MrValdez's Blog

Spreading Python at my hometown

Posted on April 22, 2026

On Jan 31, 2026, I gave an online talk about how I taught Python to my hometown.

The town of Agoo is small. It is found at La Union, Philippines.

To summarize the video,

  • I've started teaching College at 2011.
  • I've just started my teaching career as I just got my Masters in Information Technology degree.
  • I was the first one to teach Python at our town (and probably the region, but this is only anecdotal as my students told me this).
  • The students, at first, thought that Python is advanced. Their friends in other schools said they will have a hard time
  • After a week of teaching, my students are more knowledgeable than their friends at other schools.
  • After a month, my students are "more advanced" than the first year graduates at other schools.
  • After one semester, I've heard that the other schools started to teach Python as well.
  • I've known about the above, because my students told me. Also, it is a small town.
  • I brought my students to the first Pycon Philippines.

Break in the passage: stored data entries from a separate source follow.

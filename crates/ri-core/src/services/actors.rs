//! # Actor Registry
//!
//! Resolves "who is acting" into a stable [`Actor`], creating one on first
//! touch. Creation relies on the store's unique keys: concurrent first
//! requests for the same user converge on the same row.

use std::sync::Arc;

use log::{debug, warn};

use crate::error::{AppError, Result};
use crate::models::Actor;
use crate::traits::ActorRepo;

/// Upsert attempts before a conflict is surfaced.
const RESOLVE_ATTEMPTS: usize = 3;

pub struct ActorRegistry {
    repo: Arc<dyn ActorRepo>,
}

impl ActorRegistry {
    pub fn new(repo: Arc<dyn ActorRepo>) -> Self {
        Self { repo }
    }

    /// Returns the actor bound to `user_id`, creating it when absent.
    pub async fn resolve_for_user(&self, user_id: &str) -> Result<Actor> {
        let user_id = user_id.trim();
        if user_id.is_empty() {
            return Err(AppError::ValidationError("user id must not be empty".into()));
        }
        let mut attempt = 0;
        loop {
            attempt += 1;
            match self.repo.upsert_user_actor(Actor::for_user(user_id)).await {
                Ok(actor) => return Ok(actor),
                Err(err) if err.is_conflict() && attempt < RESOLVE_ATTEMPTS => {
                    warn!("actor upsert for user {} raced (attempt {}), retrying", user_id, attempt);
                }
                Err(err) => return Err(err),
            }
        }
    }

    /// Returns the actor bound to an anonymous session key, refreshing its
    /// fingerprint when the client presents a different one.
    pub async fn resolve_for_anonymous(&self, anonymous_key: &str, fingerprint: &str) -> Result<Actor> {
        if anonymous_key.trim().is_empty() {
            return Err(AppError::ValidationError("anonymous key must not be empty".into()));
        }
        let mut attempt = 0;
        loop {
            attempt += 1;
            let candidate = Actor::for_anonymous(anonymous_key, fingerprint);
            match self.repo.upsert_anonymous_actor(candidate).await {
                Ok(actor) => {
                    debug!("resolved anonymous actor {}", actor.id);
                    return Ok(actor);
                }
                Err(err) if err.is_conflict() && attempt < RESOLVE_ATTEMPTS => {
                    warn!("anonymous actor upsert raced (attempt {}), retrying", attempt);
                }
                Err(err) => return Err(err),
            }
        }
    }
}
//! Like persistence and the toggle transaction.

use async_trait::async_trait;
use ri_core::error::Result;
use ri_core::models::{ArticleId, InteractionNotification, Like, LikeToggle};
use ri_core::traits::LikeRepo;
use sqlx::sqlite::SqliteRow;
use sqlx::Row;
use uuid::Uuid;

use crate::notifications::insert_notification;
use crate::{blob_to_uuid, db_err, uuid_to_blob, SqliteStore};

fn like_from_row(row: &SqliteRow) -> Result<Like> {
    Ok(Like {
        id: blob_to_uuid(row.try_get::<Vec<u8>, _>("id").map_err(db_err)?.as_slice()),
        article_id: row.try_get("article_id").map_err(db_err)?,
        actor_id: blob_to_uuid(row.try_get::<Vec<u8>, _>("actor_id").map_err(db_err)?.as_slice()),
        is_positive: row.try_get("is_positive").map_err(db_err)?,
        anonymous_key: row.try_get("anonymous_key").map_err(db_err)?,
        user_agent: row.try_get("user_agent").map_err(db_err)?,
        ip_address: row.try_get("ip_address").map_err(db_err)?,
        created_at: row.try_get("created_at").map_err(db_err)?,
    })
}

#[async_trait]
impl LikeRepo for SqliteStore {
    /// Atomic toggle.
    ///
    /// # Developer Note
    /// The delete runs first: it both detects an existing like and takes the
    /// write lock. If the insert still trips the unique pair, somebody liked
    /// concurrently under the same actor, so the desired end state is "unliked".
    async fn toggle_like(
        &self,
        like: Like,
        notification: Option<InteractionNotification>,
    ) -> Result<LikeToggle> {
        let mut tx = self.pool.begin().await.map_err(db_err)?;

        // 1. Existing like? Remove it.
        let removed = sqlx::query("DELETE FROM likes WHERE article_id = ? AND actor_id = ?")
            .bind(like.article_id)
            .bind(uuid_to_blob(like.actor_id))
            .execute(&mut *tx)
            .await
            .map_err(db_err)?
            .rows_affected();

        let mut liked = false;
        if removed == 0 {
            // 2. Otherwise insert it, with the author's notification.
            let inserted = sqlx::query(
                "INSERT INTO likes (id, article_id, actor_id, is_positive, anonymous_key, user_agent, ip_address, created_at)
                 VALUES (?, ?, ?, ?, ?, ?, ?, ?)",
            )
            .bind(uuid_to_blob(like.id))
            .bind(like.article_id)
            .bind(uuid_to_blob(like.actor_id))
            .bind(like.is_positive)
            .bind(&like.anonymous_key)
            .bind(&like.user_agent)
            .bind(&like.ip_address)
            .bind(like.created_at)
            .execute(&mut *tx)
            .await;

            match inserted {
                Ok(_) => {
                    liked = true;
                    if let Some(notification) = &notification {
                        insert_notification(&mut tx, notification).await?;
                    }
                }
                Err(sqlx::Error::Database(db)) if db.is_unique_violation() => {
                    log::warn!("like insert raced on article {}, toggling off", like.article_id);
                    sqlx::query("DELETE FROM likes WHERE article_id = ? AND actor_id = ?")
                        .bind(like.article_id)
                        .bind(uuid_to_blob(like.actor_id))
                        .execute(&mut *tx)
                        .await
                        .map_err(db_err)?;
                }
                Err(err) => return Err(db_err(err)),
            }
        }

        // 3. Live count, read inside the same transaction.
        let like_count: i64 = sqlx::query_scalar("SELECT COUNT(*) FROM likes WHERE article_id = ?")
            .bind(like.article_id)
            .fetch_one(&mut *tx)
            .await
            .map_err(db_err)?;

        tx.commit().await.map_err(db_err)?;
        Ok(LikeToggle { liked, created: liked, like_count })
    }

    async fn count_likes(&self, article_id: ArticleId) -> Result<i64> {
        sqlx::query_scalar("SELECT COUNT(*) FROM likes WHERE article_id = ?")
            .bind(article_id)
            .fetch_one(&self.pool)
            .await
            .map_err(db_err)
    }

    async fn has_liked(&self, actor_id: Uuid, article_id: ArticleId) -> Result<bool> {
        let found: Option<i64> = sqlx::query_scalar("SELECT 1 FROM likes WHERE actor_id = ? AND article_id = ?")
            .bind(uuid_to_blob(actor_id))
            .bind(article_id)
            .fetch_optional(&self.pool)
            .await
            .map_err(db_err)?;
        Ok(found.is_some())
    }

    async fn list_likes_by_actor(&self, actor_id: Uuid, limit: i64) -> Result<Vec<Like>> {
        sqlx::query("SELECT * FROM likes WHERE actor_id = ? ORDER BY created_at DESC, id DESC LIMIT ?")
            .bind(uuid_to_blob(actor_id))
            .bind(limit)
            .fetch_all(&self.pool)
            .await
            .map_err(db_err)?
            .iter()
            .map(like_from_row)
            .collect()
    }
}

Things that I took out of my talk for time reasons:

  • I'm a programmer first, then a teacher. I was able to teach the entire IT college as I am familiar with all the subjects.
  • Some of my students transferred to other schools after their first semester. They told me later that they wished they could go back to my class.
  • Some of my students transferred after a year. They told me that they were the ones teaching the class. ....I am both proud of them ...and sad at the state of programming classes.
  • One of my students gave a pygame lightning talk on the second PyCon Philippines.
  • I used Python to make my quiz and exams. This is to allow me to randomize the questions and make it harder to cheat.
  • One of the most frustrating part of teaching is the cheating mindset. I had a student copy their neighbor... except I setup all the questions to be different.
  • I taught Turtle to my students to have them recognize that code is run line-by-line and that previous code have a major effect. I didn't see Turtle as a major programming topic, so I didn't put it in the exams. Well, turns out the students love Turtle so much, they thought I would add the library to the exam. Oops.
  • I was hoping that my students would pay it forward, but it seems that most of them didn't become programmers.
  • The school have closed as the country was transitioning to K-12.
  • I still teach Python at schools, but in workshops and not as a teacher.

The one thing that I wish I could put up are more pictures of my students. I have their pictures, but I can't get their permission in time.